**PROBLEM DETAILS**
Write out all the data again, exactly as it stands.

● ● ●

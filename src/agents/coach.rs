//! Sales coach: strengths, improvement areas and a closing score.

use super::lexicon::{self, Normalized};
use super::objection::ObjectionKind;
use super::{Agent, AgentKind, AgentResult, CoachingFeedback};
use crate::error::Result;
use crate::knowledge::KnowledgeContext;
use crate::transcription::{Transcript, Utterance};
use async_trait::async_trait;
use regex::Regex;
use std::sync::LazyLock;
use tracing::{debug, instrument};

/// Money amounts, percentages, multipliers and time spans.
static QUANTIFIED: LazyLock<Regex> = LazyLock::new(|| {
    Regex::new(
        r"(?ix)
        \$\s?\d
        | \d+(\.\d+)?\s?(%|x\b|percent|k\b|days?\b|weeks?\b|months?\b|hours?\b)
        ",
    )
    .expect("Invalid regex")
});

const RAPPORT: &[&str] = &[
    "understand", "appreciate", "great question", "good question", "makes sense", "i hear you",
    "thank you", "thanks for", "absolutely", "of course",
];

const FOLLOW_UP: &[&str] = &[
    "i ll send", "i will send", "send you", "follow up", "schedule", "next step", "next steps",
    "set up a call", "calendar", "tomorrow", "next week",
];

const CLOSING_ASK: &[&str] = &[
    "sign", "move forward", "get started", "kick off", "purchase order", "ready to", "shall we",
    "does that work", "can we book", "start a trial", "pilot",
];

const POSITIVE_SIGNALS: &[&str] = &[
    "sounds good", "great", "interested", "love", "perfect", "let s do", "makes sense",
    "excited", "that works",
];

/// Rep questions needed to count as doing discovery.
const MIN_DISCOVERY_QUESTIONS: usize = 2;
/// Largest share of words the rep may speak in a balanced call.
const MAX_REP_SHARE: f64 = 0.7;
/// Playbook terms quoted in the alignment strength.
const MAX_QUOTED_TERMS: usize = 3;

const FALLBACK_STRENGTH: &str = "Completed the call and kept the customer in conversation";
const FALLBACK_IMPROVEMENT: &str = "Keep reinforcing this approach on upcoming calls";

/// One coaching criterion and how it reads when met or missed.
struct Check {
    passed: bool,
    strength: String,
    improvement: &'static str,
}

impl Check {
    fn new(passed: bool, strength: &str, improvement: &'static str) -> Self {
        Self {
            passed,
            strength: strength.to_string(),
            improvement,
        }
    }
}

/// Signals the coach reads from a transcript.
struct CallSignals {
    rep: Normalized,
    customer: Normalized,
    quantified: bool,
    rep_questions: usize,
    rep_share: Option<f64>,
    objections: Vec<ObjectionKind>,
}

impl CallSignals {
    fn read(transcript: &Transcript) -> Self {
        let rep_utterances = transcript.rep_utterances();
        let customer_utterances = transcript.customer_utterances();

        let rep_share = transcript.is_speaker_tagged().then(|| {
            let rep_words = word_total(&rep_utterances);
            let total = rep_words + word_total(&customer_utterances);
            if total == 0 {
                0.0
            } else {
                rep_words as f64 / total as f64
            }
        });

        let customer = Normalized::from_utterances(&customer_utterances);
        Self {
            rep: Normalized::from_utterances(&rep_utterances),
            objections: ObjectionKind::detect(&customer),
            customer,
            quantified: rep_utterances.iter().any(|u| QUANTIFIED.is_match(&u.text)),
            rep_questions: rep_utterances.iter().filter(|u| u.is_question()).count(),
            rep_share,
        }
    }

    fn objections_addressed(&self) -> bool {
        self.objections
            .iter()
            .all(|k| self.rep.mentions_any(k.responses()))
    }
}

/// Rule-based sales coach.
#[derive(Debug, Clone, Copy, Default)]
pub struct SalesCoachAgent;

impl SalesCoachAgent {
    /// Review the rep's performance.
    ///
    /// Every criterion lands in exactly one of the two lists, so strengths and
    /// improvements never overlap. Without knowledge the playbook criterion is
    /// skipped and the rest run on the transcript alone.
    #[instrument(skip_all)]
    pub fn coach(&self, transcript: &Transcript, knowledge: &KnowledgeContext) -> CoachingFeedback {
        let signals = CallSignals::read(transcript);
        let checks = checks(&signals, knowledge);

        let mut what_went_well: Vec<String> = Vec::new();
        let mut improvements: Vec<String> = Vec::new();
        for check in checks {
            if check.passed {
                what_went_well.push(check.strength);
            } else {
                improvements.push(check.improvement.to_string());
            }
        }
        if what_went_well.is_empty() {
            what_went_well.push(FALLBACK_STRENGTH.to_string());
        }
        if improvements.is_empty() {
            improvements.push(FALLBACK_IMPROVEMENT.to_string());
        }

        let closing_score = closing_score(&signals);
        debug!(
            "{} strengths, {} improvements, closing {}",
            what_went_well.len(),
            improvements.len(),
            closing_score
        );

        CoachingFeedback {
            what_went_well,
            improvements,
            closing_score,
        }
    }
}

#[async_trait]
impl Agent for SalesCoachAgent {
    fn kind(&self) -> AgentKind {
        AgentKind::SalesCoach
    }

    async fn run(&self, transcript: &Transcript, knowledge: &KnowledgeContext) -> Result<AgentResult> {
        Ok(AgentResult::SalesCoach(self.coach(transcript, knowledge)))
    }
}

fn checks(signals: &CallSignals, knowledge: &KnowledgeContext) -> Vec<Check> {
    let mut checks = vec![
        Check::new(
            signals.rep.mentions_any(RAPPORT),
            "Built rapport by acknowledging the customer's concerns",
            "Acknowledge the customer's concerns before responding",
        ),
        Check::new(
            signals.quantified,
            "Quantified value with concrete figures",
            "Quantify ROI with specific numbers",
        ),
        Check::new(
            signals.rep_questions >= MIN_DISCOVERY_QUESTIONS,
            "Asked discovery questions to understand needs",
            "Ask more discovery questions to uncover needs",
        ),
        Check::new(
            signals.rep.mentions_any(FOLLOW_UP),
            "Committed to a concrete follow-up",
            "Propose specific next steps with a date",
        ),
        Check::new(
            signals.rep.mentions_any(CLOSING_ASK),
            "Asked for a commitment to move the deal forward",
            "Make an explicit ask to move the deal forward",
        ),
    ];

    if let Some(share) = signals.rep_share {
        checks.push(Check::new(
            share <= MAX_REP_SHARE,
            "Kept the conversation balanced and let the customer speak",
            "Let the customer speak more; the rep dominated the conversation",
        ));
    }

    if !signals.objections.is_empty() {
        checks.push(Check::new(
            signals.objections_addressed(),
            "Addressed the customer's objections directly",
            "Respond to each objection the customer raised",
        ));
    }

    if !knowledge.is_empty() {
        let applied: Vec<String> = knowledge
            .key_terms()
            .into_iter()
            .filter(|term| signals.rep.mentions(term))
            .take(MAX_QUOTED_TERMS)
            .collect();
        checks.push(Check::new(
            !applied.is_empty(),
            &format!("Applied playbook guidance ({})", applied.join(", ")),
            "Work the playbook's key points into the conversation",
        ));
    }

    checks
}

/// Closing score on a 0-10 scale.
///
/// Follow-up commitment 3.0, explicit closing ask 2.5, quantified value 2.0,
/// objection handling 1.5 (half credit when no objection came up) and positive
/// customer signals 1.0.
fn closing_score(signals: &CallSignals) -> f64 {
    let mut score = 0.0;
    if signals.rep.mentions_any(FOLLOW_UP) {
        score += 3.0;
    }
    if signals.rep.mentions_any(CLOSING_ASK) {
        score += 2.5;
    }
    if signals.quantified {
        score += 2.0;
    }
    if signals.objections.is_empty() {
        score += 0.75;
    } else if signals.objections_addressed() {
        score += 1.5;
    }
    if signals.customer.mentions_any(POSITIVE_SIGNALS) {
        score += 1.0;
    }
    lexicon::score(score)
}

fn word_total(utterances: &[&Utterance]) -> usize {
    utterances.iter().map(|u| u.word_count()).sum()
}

● ● ●

**REPLY TO THE TASK**
filename src/agents/coach.rs
//! Sales coach: strengths, improvement areas and a closing score.

use super::lexicon::{self, Normalized};
use super::objection::ObjectionKind;
use super::{Agent, AgentKind, AgentResult, CoachingFeedback};
use crate::error::Result;
use crate::knowledge::KnowledgeContext;
use crate::transcription::{Transcript, Utterance};
use async_trait::async_trait;
use regex::Regex;
use std::sync::LazyLock;
use tracing::{debug, instrument};

/// Money amounts, percentages, multipliers and time spans.
static QUANTIFIED: LazyLock<Regex> = LazyLock::new(|| {
    Regex::new(
        r"(?ix)
        \$\s?\d
        | \d+(\.\d+)?\s?(%|x\b|percent|k\b|days?\b|weeks?\b|months?\b|hours?\b)
        ",
    )
    .expect("Invalid regex")
});

const RAPPORT: &[&str] = &[
    "understand", "appreciate", "great question", "good question", "makes sense", "i hear you",
    "thank you", "thanks for", "absolutely", "of course",
];

const FOLLOW_UP: &[&str] = &[
    "i ll send", "i will send", "send you", "follow up", "schedule", "next step", "next steps",
    "set up a call", "calendar", "tomorrow", "next week",
];

const CLOSING_ASK: &[&str] = &[
    "sign", "move forward", "get started", "kick off", "purchase order", "ready to", "shall we",
    "does that work", "can we book", "start a trial", "pilot",
];

const POSITIVE_SIGNALS: &[&str] = &[
    "sounds good", "great", "interested", "love", "perfect", "let s do", "makes sense",
    "excited", "that works",
];

/// Rep questions needed to count as doing discovery.
const MIN_DISCOVERY_QUESTIONS: usize = 2;
/// Largest share of words the rep may speak in a balanced call.
const MAX_REP_SHARE: f64 = 0.7;
/// Playbook terms quoted in the alignment strength.
const MAX_QUOTED_TERMS: usize = 3;

const FALLBACK_STRENGTH: &str = "Completed the call and kept the customer in conversation";
const FALLBACK_IMPROVEMENT: &str = "Keep reinforcing this approach on upcoming calls";

/// One coaching criterion and how it reads when met or missed.
struct Check {
    passed: bool,
    strength: String,
    improvement: &'static str,
}

impl Check {
    fn new(passed: bool, strength: &str, improvement: &'static str) -> Self {
        Self {
            passed,
            strength: strength.to_string(),
            improvement,
        }
    }
}

/// Signals the coach reads from a transcript.
struct CallSignals {
    rep: Normalized,
    customer: Normalized,
    quantified: bool,
    rep_questions: usize,
    rep_share: Option<f64>,
    objections: Vec<ObjectionKind>,
}

impl CallSignals {
    fn read(transcript: &Transcript) -> Self {
        let rep_utterances = transcript.rep_utterances();
        let customer_utterances = transcript.customer_utterances();

        let rep_share = transcript.is_speaker_tagged().then(|| {
            let rep_words = word_total(&rep_utterances);
            let total = rep_words + word_total(&customer_utterances);
            if total == 0 {
                0.0
            } else {
                rep_words as f64 / total as f64
            }
        });

        let customer = Normalized::from_utterances(&customer_utterances);
        Self {
            rep: Normalized::from_utterances(&rep_utterances),
            objections: ObjectionKind::detect(&customer),
            customer,
            quantified: rep_utterances.iter().any(|u| QUANTIFIED.is_match(&u.text)),
            rep_questions: rep_utterances.iter().filter(|u| u.is_question()).count(),
            rep_share,
        }
    }

    fn objections_addressed(&self) -> bool {
        self.objections
            .iter()
            .all(|k| self.rep.mentions_any(k.responses()))
    }
}

/// Rule-based sales coach.
#[derive(Debug, Clone, Copy, Default)]
pub struct SalesCoachAgent;

impl SalesCoachAgent {
    /// Review the rep's performance.
    ///
    /// Every criterion lands in exactly one of the two lists, so strengths and
    /// improvements never overlap. Without knowledge the playbook criterion is
    /// skipped and the rest run on the transcript alone.
    #[instrument(skip_all)]
    pub fn coach(&self, transcript: &Transcript, knowledge: &KnowledgeContext) -> CoachingFeedback {
        let signals = CallSignals::read(transcript);
        let checks = checks(&signals, knowledge);

        let mut what_went_well: Vec<String> = Vec::new();
        let mut improvements: Vec<String> = Vec::new();
        for check in checks {
            if check.passed {
                what_went_well.push(check.strength);
            } else {
                improvements.push(check.improvement.to_string());
            }
        }
        if what_went_well.is_empty() {
            what_went_well.push(FALLBACK_STRENGTH.to_string());
        }
        if improvements.is_empty() {
            improvements.push(FALLBACK_IMPROVEMENT.to_string());
        }

        let closing_score = closing_score(&signals);
        debug!(
            "{} strengths, {} improvements, closing {}",
            what_went_well.len(),
            improvements.len(),
            closing_score
        );

        CoachingFeedback {
            what_went_well,
            improvements,
            closing_score,
        }
    }
}

#[async_trait]
impl Agent for SalesCoachAgent {
    fn kind(&self) -> AgentKind {
        AgentKind::SalesCoach
    }

    async fn run(&self, transcript: &Transcript, knowledge: &KnowledgeContext) -> Result<AgentResult> {
        Ok(AgentResult::SalesCoach(self.coach(transcript, knowledge)))
    }
}

fn checks(signals: &CallSignals, knowledge: &KnowledgeContext) -> Vec<Check> {
    let mut checks = vec![
        Check::new(
            signals.rep.mentions_any(RAPPORT),
            "Built rapport by acknowledging the customer's concerns",
            "Acknowledge the customer's concerns before responding",
        ),
        Check::new(
            signals.quantified,
            "Quantified value with concrete figures",
            "Quantify ROI with specific numbers",
        ),
        Check::new(
            signals.rep_questions >= MIN_DISCOVERY_QUESTIONS,
            "Asked discovery questions to understand needs",
            "Ask more discovery questions to uncover needs",
        ),
        Check::new(
            signals.rep.mentions_any(FOLLOW_UP),
            "Committed to a concrete follow-up",
            "Propose specific next steps with a date",
        ),
        Check::new(
            signals.rep.mentions_any(CLOSING_ASK),
            "Asked for a commitment to move the deal forward",
            "Make an explicit ask to move the deal forward",
        ),
    ];

    if let Some(share) = signals.rep_share {
        checks.push(Check::new(
            share <= MAX_REP_SHARE,
            "Kept the conversation balanced and let the customer speak",
            "Let the customer speak more; the rep dominated the conversation",
        ));
    }

    if !signals.objections.is_empty() {
        checks.push(Check::new(
            signals.objections_addressed(),
            "Addressed the customer's objections directly",
            "Respond to each objection the customer raised",
        ));
    }

    if !knowledge.is_empty() {
        let applied: Vec<String> = knowledge
            .key_terms()
            .into_iter()
            .filter(|term| signals.rep.mentions(term))
            .take(MAX_QUOTED_TERMS)
            .collect();
        checks.push(Check::new(
            !applied.is_empty(),
            &format!("Applied playbook guidance ({})", applied.join(", ")),
            "Work the playbook's key points into the conversation",
        ));
    }

    checks
}

/// Closing score on a 0-10 scale.
///
/// Follow-up commitment 3.0, explicit closing ask 2.5, quantified value 2.0,
/// objection handling 1.5 (half credit when no objection came up) and positive
/// customer signals 1.0.
fn closing_score(signals: &CallSignals) -> f64 {
    let mut score = 0.0;
    if signals.rep.mentions_any(FOLLOW_UP) {
        score += 3.0;
    }
    if signals.rep.mentions_any(CLOSING_ASK) {
        score += 2.5;
    }
    if signals.quantified {
        score += 2.0;
    }
    if signals.objections.is_empty() {
        score += 0.75;
    } else if signals.objections_addressed() {
        score += 1.5;
    }
    if signals.customer.mentions_any(POSITIVE_SIGNALS) {
        score += 1.0;
    }
    lexicon::score(score)
}

fn word_total(utterances: &[&Utterance]) -> usize {
    utterances.iter().map(|u| u.word_count()).sum()
}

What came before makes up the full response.